## The problem
Wherever the word "headers" appears in a line of the data, that line should be copied.

Records drawn from a dataset:
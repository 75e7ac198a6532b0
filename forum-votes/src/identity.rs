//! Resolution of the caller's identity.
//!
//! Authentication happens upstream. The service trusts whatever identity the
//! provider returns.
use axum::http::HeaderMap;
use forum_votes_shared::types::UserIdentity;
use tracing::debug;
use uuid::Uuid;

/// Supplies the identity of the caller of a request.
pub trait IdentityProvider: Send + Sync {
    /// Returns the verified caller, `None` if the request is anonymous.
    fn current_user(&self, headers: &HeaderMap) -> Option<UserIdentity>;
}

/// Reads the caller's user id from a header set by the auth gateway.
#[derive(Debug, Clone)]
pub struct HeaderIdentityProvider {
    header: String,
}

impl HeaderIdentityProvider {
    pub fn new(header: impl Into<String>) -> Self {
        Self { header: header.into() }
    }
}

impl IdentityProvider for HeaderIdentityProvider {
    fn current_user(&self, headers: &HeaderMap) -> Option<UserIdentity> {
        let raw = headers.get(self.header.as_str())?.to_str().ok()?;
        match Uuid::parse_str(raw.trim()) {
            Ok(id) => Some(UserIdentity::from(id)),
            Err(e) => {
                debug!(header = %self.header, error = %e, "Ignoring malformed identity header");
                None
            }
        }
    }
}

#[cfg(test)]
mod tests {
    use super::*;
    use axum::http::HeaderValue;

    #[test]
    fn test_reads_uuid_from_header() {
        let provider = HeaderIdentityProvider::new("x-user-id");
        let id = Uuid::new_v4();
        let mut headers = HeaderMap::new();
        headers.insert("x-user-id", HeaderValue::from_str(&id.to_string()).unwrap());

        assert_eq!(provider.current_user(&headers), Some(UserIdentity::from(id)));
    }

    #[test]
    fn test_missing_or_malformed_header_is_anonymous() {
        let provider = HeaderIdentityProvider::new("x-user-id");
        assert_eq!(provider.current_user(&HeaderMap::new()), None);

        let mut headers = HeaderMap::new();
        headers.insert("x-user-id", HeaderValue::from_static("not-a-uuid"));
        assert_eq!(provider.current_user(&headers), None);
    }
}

## Task result
    fn current_user(&self, headers: &HeaderMap) -> Option<UserIdentity>;
    fn current_user(&self, headers: &HeaderMap) -> Option<UserIdentity> {
        let raw = headers.get(self.header.as_str())?.to_str().ok()?;
        let mut headers = HeaderMap::new();
        headers.insert("x-user-id", HeaderValue::from_str(&id.to_string()).unwrap());
        assert_eq!(provider.current_user(&headers), Some(UserIdentity::from(id)));
        let mut headers = HeaderMap::new();
        headers.insert("x-user-id", HeaderValue::from_static("not-a-uuid"));
        assert_eq!(provider.current_user(&headers), None);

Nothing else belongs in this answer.